Your task: The answer must be an exact copy of the listing below.

Supplied data:
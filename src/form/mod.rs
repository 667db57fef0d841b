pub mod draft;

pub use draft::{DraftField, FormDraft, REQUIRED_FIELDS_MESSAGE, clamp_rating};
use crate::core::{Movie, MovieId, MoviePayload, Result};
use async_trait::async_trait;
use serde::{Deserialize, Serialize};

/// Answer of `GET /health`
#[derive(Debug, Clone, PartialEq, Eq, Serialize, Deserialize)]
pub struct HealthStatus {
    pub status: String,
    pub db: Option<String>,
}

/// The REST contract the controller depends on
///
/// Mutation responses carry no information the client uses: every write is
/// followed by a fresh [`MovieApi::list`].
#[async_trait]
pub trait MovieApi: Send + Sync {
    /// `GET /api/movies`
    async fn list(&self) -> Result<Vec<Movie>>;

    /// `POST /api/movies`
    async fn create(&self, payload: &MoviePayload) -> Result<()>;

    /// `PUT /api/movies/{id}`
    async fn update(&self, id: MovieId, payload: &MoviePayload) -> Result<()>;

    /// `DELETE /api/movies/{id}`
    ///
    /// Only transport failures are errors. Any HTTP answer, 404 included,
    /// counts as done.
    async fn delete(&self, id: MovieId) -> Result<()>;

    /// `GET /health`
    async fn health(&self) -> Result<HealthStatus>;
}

Task solution:
filename src/form/mod.rs
repository 667db57fef0d841b
pub mod draft;

pub use draft::{DraftField, FormDraft, REQUIRED_FIELDS_MESSAGE, clamp_rating};
use crate::core::{Movie, MovieId, MoviePayload, Result};
use async_trait::async_trait;
use serde::{Deserialize, Serialize};

/// Answer of `GET /health`
#[derive(Debug, Clone, PartialEq, Eq, Serialize, Deserialize)]
pub struct HealthStatus {
    pub status: String,
    pub db: Option<String>,
}

/// The REST contract the controller depends on
///
/// Mutation responses carry no information the client uses: every write is
/// followed by a fresh [`MovieApi::list`].
#[async_trait]
pub trait MovieApi: Send + Sync {
    /// `GET /api/movies`
    async fn list(&self) -> Result<Vec<Movie>>;

    /// `POST /api/movies`
    async fn create(&self, payload: &MoviePayload) -> Result<()>;

    /// `PUT /api/movies/{id}`
    async fn update(&self, id: MovieId, payload: &MoviePayload) -> Result<()>;

    /// `DELETE /api/movies/{id}`
    ///
    /// Only transport failures are errors. Any HTTP answer, 404 included,
    /// counts as done.
    async fn delete(&self, id: MovieId) -> Result<()>;

    /// `GET /health`
    async fn health(&self) -> Result<HealthStatus>;
}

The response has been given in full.